═════ Data under study ═════
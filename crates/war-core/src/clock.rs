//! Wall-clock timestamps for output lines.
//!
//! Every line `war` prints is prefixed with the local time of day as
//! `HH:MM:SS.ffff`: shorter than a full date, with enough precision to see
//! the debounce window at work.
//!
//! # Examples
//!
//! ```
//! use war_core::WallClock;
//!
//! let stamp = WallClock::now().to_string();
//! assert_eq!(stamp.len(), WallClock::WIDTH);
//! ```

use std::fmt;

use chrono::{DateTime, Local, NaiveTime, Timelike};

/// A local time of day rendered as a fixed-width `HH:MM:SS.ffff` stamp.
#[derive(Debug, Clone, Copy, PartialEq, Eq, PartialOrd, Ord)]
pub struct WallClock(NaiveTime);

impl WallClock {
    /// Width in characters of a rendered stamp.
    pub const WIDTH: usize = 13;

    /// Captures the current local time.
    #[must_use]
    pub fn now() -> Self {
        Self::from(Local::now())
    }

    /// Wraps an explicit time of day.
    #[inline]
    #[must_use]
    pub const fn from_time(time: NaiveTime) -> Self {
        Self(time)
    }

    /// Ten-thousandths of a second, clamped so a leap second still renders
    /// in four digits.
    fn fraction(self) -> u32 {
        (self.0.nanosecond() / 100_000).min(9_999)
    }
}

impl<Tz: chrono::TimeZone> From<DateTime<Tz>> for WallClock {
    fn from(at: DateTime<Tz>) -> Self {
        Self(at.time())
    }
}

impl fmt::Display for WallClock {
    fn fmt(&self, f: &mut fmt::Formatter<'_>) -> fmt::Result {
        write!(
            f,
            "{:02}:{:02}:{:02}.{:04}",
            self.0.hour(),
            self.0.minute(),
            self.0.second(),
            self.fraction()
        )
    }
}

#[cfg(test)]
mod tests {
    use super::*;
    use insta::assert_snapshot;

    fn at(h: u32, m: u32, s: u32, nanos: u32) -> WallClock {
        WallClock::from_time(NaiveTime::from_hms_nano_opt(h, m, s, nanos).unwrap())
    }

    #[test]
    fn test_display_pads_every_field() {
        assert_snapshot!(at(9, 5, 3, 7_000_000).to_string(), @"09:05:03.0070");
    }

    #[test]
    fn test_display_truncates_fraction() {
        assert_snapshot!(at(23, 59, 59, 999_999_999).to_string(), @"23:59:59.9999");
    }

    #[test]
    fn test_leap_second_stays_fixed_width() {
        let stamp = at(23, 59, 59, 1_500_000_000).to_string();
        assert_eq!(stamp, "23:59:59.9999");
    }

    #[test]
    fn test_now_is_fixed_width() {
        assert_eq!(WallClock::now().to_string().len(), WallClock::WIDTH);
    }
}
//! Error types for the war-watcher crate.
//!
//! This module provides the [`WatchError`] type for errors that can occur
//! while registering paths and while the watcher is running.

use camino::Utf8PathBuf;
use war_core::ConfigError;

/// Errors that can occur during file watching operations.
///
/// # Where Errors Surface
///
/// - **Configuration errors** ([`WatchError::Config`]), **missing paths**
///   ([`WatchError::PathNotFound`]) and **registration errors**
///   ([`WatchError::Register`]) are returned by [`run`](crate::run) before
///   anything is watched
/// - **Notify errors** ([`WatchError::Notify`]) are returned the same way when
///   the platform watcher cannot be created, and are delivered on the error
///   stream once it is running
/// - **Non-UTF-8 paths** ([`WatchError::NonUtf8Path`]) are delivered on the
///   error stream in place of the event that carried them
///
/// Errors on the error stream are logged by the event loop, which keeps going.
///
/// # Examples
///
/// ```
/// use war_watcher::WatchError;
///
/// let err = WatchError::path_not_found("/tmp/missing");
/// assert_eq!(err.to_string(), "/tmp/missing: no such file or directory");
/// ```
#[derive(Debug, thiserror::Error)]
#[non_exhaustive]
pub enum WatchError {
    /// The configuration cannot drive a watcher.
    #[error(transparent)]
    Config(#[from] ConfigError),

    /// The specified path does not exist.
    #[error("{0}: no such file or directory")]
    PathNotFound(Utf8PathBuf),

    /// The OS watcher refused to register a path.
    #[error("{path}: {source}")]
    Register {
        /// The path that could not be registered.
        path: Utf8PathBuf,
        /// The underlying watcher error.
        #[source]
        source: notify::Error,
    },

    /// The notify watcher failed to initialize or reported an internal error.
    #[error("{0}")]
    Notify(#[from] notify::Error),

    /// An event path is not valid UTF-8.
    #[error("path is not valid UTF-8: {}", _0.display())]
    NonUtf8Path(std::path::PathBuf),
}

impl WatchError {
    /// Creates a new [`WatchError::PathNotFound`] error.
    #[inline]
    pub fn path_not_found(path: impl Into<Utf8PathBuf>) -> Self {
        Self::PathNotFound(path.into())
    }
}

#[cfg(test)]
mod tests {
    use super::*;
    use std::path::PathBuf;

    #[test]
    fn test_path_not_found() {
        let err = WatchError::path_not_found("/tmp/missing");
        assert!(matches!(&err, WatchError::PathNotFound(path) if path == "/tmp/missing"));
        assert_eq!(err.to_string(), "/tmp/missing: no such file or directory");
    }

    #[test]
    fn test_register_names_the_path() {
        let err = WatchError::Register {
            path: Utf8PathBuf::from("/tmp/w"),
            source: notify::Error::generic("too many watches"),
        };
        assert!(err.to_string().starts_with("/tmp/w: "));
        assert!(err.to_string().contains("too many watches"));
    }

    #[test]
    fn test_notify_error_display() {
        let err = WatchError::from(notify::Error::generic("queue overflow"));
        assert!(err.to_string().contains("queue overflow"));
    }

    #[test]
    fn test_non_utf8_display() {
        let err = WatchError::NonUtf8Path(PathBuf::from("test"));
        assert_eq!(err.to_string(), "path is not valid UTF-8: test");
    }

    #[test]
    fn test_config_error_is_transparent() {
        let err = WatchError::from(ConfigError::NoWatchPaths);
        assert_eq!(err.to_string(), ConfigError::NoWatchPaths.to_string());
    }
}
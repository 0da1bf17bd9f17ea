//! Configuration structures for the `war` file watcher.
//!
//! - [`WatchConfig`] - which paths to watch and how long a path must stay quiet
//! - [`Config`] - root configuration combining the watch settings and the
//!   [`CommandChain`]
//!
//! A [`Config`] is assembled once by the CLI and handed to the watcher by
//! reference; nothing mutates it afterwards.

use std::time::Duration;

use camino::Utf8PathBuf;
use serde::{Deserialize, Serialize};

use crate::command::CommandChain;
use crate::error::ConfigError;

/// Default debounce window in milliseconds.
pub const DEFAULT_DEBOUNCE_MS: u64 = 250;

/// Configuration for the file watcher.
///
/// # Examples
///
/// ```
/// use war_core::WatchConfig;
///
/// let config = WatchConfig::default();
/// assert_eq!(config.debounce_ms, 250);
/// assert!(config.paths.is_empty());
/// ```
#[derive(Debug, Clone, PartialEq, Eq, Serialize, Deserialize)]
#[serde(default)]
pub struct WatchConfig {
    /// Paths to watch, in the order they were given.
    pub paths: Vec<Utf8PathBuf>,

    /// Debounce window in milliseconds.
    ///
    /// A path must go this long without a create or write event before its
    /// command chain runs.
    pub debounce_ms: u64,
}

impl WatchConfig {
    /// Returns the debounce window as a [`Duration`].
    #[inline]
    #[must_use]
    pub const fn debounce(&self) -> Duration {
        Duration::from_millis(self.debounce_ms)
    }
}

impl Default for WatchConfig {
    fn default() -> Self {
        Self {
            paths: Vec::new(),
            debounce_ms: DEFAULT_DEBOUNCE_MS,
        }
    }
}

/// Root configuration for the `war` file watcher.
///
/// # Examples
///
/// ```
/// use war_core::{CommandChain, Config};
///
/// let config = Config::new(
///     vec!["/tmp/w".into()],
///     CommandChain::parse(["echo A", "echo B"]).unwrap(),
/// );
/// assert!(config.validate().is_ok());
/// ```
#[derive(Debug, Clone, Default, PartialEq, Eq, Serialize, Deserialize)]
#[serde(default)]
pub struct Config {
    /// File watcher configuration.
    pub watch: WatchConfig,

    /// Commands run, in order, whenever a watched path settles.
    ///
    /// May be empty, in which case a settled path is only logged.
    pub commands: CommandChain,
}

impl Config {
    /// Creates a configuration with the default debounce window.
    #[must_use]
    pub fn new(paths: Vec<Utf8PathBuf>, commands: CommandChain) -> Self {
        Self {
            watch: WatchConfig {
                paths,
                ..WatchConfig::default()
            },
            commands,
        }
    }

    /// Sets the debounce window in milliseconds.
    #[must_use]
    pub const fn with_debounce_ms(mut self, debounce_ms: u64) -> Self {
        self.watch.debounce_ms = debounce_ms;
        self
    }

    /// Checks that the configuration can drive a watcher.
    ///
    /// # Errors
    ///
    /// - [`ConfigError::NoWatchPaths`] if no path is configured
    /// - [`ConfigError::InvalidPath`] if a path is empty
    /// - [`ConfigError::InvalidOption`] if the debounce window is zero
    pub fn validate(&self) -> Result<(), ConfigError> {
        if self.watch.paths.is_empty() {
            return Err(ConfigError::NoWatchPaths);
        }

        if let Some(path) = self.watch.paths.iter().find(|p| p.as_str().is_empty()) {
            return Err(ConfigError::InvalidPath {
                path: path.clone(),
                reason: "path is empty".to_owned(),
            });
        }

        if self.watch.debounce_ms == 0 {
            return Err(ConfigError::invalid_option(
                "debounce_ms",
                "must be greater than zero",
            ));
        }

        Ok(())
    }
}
═════
Brief | How many lines of the entries above contain the word "InvalidPath"? Give the number alone.

Answer for this exercise | 2